** Data for review follows **
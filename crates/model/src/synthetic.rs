//! Synthetic landmark generation for tests and demos.
//!
//! Builds geometrically exact faces so that scores are predictable: the eye
//! points are placed so the eye-aspect-ratio equals the requested value, the
//! lateral anchors sit exactly `lateral_separation` apart, and so on.

use std::str::FromStr;

use crate::frame::LandmarkFrame;
use crate::layout::LandmarkLayout;
use crate::point::Point3D;

/// Parameters of one synthetic face.
#[derive(Debug, Clone, Copy, PartialEq)]
pub struct SyntheticFace {
    /// Nose tip position.
    pub nose: Point3D,
    /// Horizontal distance between the lateral (ear) anchors.
    pub lateral_separation: f64,
    /// Eye-aspect-ratio of both eyes.
    pub eye_aspect_ratio: f64,
    /// Horizontal eye span (corner to corner).
    pub eye_width: f64,
    /// Vertical position of both eyebrow anchors.
    pub eyebrow_y: f64,
    /// Distance between the mouth corners.
    pub mouth_width: f64,
}

impl Default for SyntheticFace {
    /// A relaxed face looking straight at the camera, matching the
    /// default expression targets.
    fn default() -> Self {
        Self {
            nose: Point3D::new(0.5, 0.5, -0.05),
            lateral_separation: 0.2,
            eye_aspect_ratio: 0.3,
            eye_width: 0.06,
            eyebrow_y: 0.35,
            mouth_width: 0.4,
        }
    }
}

impl SyntheticFace {
    /// Same face with the eyes closed.
    pub fn blinking(self) -> Self {
        Self {
            eye_aspect_ratio: 0.1,
            ..self
        }
    }

    /// Same face with the head turned far enough to collapse the lateral anchors.
    pub fn turned_away(self) -> Self {
        Self {
            lateral_separation: 0.04,
            ..self
        }
    }

    /// Same face with the nose moved by the given offsets.
    pub fn shifted(self, dx: f64, dy: f64) -> Self {
        Self {
            nose: self.nose.offset(dx, dy, 0.0),
            ..self
        }
    }

    /// Landmarks for this face under `layout`.
    ///
    /// Points the layout does not reference are parked on the nose tip.
    pub fn points(&self, layout: &LandmarkLayout) -> Vec<Point3D> {
        let count = layout.required_len().max(LandmarkLayout::FACE_MESH_POINTS);
        let mut points = vec![self.nose; count];

        let (cx, cy) = (self.nose.x, self.nose.y);
        let half_sep = self.lateral_separation / 2.0;
        points[layout.left_lateral] = Point3D::planar(cx - half_sep, cy);
        points[layout.right_lateral] = Point3D::planar(cx + half_sep, cy);

        let eye_y = cy - 0.08;
        for (indices, eye_x) in [(&layout.left_eye, cx - 0.06), (&layout.right_eye, cx + 0.06)] {
            for (index, point) in indices.iter().zip(self.eye_points(eye_x, eye_y)) {
                points[*index] = point;
            }
        }

        points[layout.left_eyebrow] = Point3D::planar(cx - 0.06, self.eyebrow_y);
        points[layout.right_eyebrow] = Point3D::planar(cx + 0.06, self.eyebrow_y);

        let half_mouth = self.mouth_width / 2.0;
        points[layout.mouth_left] = Point3D::planar(cx - half_mouth, cy + 0.1);
        points[layout.mouth_right] = Point3D::planar(cx + half_mouth, cy + 0.1);

        points[layout.nose_tip] = self.nose;
        points
    }

    /// Frame at `timestamp_ns` containing this face.
    pub fn frame(&self, timestamp_ns: u64, layout: &LandmarkLayout) -> LandmarkFrame {
        LandmarkFrame::face(timestamp_ns, self.points(layout))
    }

    /// Six eye points whose aspect ratio is exactly `eye_aspect_ratio`.
    fn eye_points(&self, cx: f64, cy: f64) -> [Point3D; 6] {
        let w = self.eye_width;
        let h = self.eye_aspect_ratio * w;
        let (left, right) = (cx - w / 2.0, cx + w / 2.0);
        let (inner_l, inner_r) = (cx - w / 6.0, cx + w / 6.0);
        let (top, bottom) = (cy - h / 2.0, cy + h / 2.0);
        [
            Point3D::planar(left, cy),
            Point3D::planar(inner_l, top),
            Point3D::planar(inner_r, top),
            Point3D::planar(right, cy),
            Point3D::planar(inner_r, bottom),
            Point3D::planar(inner_l, bottom),
        ]
    }
}

/// Canned behaviour scripts for generated streams.
#[derive(Debug, Clone, Copy, PartialEq, Eq)]
pub enum SyntheticPattern {
    /// Steady gaze with a natural blink cadence.
    Focused,
    /// Frequent head turns, drifting position and dropped detections.
    Distracted,
    /// Focused first half, then periodic look-aways and detection gaps.
    Mixed,
}

impl FromStr for SyntheticPattern {
    type Err = String;

    fn from_str(s: &str) -> Result<Self, Self::Err> {
        match s.trim().to_ascii_lowercase().as_str() {
            "focused" => Ok(Self::Focused),
            "distracted" => Ok(Self::Distracted),
            "mixed" => Ok(Self::Mixed),
            other => Err(format!(
                "unknown pattern '{other}' (expected focused|distracted|mixed)"
            )),
        }
    }
}

/// Generate `count` frames at `fps` following `pattern`.
pub fn generate_frames(
    pattern: SyntheticPattern,
    count: usize,
    fps: f64,
    layout: &LandmarkLayout,
) -> Vec<LandmarkFrame> {
    let base = SyntheticFace::default();
    let interval_ns = (1_000_000_000.0 / fps) as u64;

    (0..count)
        .map(|i| {
            let t = i as u64 * interval_ns;
            let focused = || {
                // ~17.5 blink frames per minute at 30 fps
                if i % 103 == 50 {
                    base.blinking()
                } else {
                    base
                }
            };

            let face = match pattern {
                SyntheticPattern::Focused => Some(focused()),
                SyntheticPattern::Distracted => {
                    if i % 7 == 3 {
                        None
                    } else if (i / 15) % 2 == 0 {
                        Some(base.turned_away().shifted(0.12, 0.0))
                    } else {
                        Some(base.shifted(-0.15, 0.05))
                    }
                }
                SyntheticPattern::Mixed => {
                    if i < count / 2 {
                        Some(focused())
                    } else {
                        match i % 90 {
                            0..=29 => Some(base.turned_away().shifted(0.1, 0.0)),
                            30..=39 => None,
                            _ => Some(focused()),
                        }
                    }
                }
            };

            match face {
                Some(face) => face.frame(t, layout),
                None => LandmarkFrame::no_face(t),
            }
        })
        .collect()
}

#[cfg(test)]
mod tests {
    use super::*;

    fn ear(eye: &[Point3D; 6]) -> f64 {
        (eye[1].distance_2d(&eye[5]) + eye[2].distance_2d(&eye[4]))
            / (2.0 * eye[0].distance_2d(&eye[3]))
    }

    #[test]
    fn test_eye_points_hit_requested_ratio() {
        let layout = LandmarkLayout::FACE_MESH;
        let face = SyntheticFace {
            eye_aspect_ratio: 0.25,
            ..Default::default()
        };
        let geometry = layout.extract(&face.frame(0, &layout)).unwrap();
        assert!((ear(&geometry.left_eye) - 0.25).abs() < 1e-9);
        assert!((ear(&geometry.right_eye) - 0.25).abs() < 1e-9);
    }

    #[test]
    fn test_turned_away_collapses_lateral_anchors() {
        let layout = LandmarkLayout::FACE_MESH;
        let geometry = layout
            .extract(&SyntheticFace::default().turned_away().frame(0, &layout))
            .unwrap();
        let separation = (geometry.left_lateral.x - geometry.right_lateral.x).abs();
        assert!((separation - 0.04).abs() < 1e-9);
    }

    #[test]
    fn test_generate_frames_timestamps() {
        let frames = generate_frames(
            SyntheticPattern::Focused,
            4,
            10.0,
            &LandmarkLayout::FACE_MESH,
        );
        let stamps: Vec<u64> = frames.iter().map(|f| f.timestamp_ns).collect();
        assert_eq!(stamps, vec![0, 100_000_000, 200_000_000, 300_000_000]);
        assert!(frames.iter().all(LandmarkFrame::has_face));
    }

    #[test]
    fn test_distracted_pattern_drops_detections() {
        let frames = generate_frames(
            SyntheticPattern::Distracted,
            30,
            30.0,
            &LandmarkLayout::FACE_MESH,
        );
        assert!(frames.iter().any(|f| !f.has_face()));
    }

    #[test]
    fn test_pattern_parsing() {
        assert_eq!(
            "Mixed".parse::<SyntheticPattern>().unwrap(),
            SyntheticPattern::Mixed
        );
        assert!("sleepy".parse::<SyntheticPattern>().is_err());
    }
}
** End of Data for review **
Start at the first line of the data above. Stop after the line containing "let mut points", reproducing each line exactly and adding nothing.

▶ **Output for this exercise**
filename crates/model/src/synthetic.rs
//! Synthetic landmark generation for tests and demos.
//!
//! Builds geometrically exact faces so that scores are predictable: the eye
//! points are placed so the eye-aspect-ratio equals the requested value, the
//! lateral anchors sit exactly `lateral_separation` apart, and so on.

use std::str::FromStr;

use crate::frame::LandmarkFrame;
use crate::layout::LandmarkLayout;
use crate::point::Point3D;

/// Parameters of one synthetic face.
#[derive(Debug, Clone, Copy, PartialEq)]
pub struct SyntheticFace {
    /// Nose tip position.
    pub nose: Point3D,
    /// Horizontal distance between the lateral (ear) anchors.
    pub lateral_separation: f64,
    /// Eye-aspect-ratio of both eyes.
    pub eye_aspect_ratio: f64,
    /// Horizontal eye span (corner to corner).
    pub eye_width: f64,
    /// Vertical position of both eyebrow anchors.
    pub eyebrow_y: f64,
    /// Distance between the mouth corners.
    pub mouth_width: f64,
}

impl Default for SyntheticFace {
    /// A relaxed face looking straight at the camera, matching the
    /// default expression targets.
    fn default() -> Self {
        Self {
            nose: Point3D::new(0.5, 0.5, -0.05),
            lateral_separation: 0.2,
            eye_aspect_ratio: 0.3,
            eye_width: 0.06,
            eyebrow_y: 0.35,
            mouth_width: 0.4,
        }
    }
}

impl SyntheticFace {
    /// Same face with the eyes closed.
    pub fn blinking(self) -> Self {
        Self {
            eye_aspect_ratio: 0.1,
            ..self
        }
    }

    /// Same face with the head turned far enough to collapse the lateral anchors.
    pub fn turned_away(self) -> Self {
        Self {
            lateral_separation: 0.04,
            ..self
        }
    }

    /// Same face with the nose moved by the given offsets.
    pub fn shifted(self, dx: f64, dy: f64) -> Self {
        Self {
            nose: self.nose.offset(dx, dy, 0.0),
            ..self
        }
    }

    /// Landmarks for this face under `layout`.
    ///
    /// Points the layout does not reference are parked on the nose tip.
    pub fn points(&self, layout: &LandmarkLayout) -> Vec<Point3D> {
        let count = layout.required_len().max(LandmarkLayout::FACE_MESH_POINTS);
        let mut points = vec![self.nose; count];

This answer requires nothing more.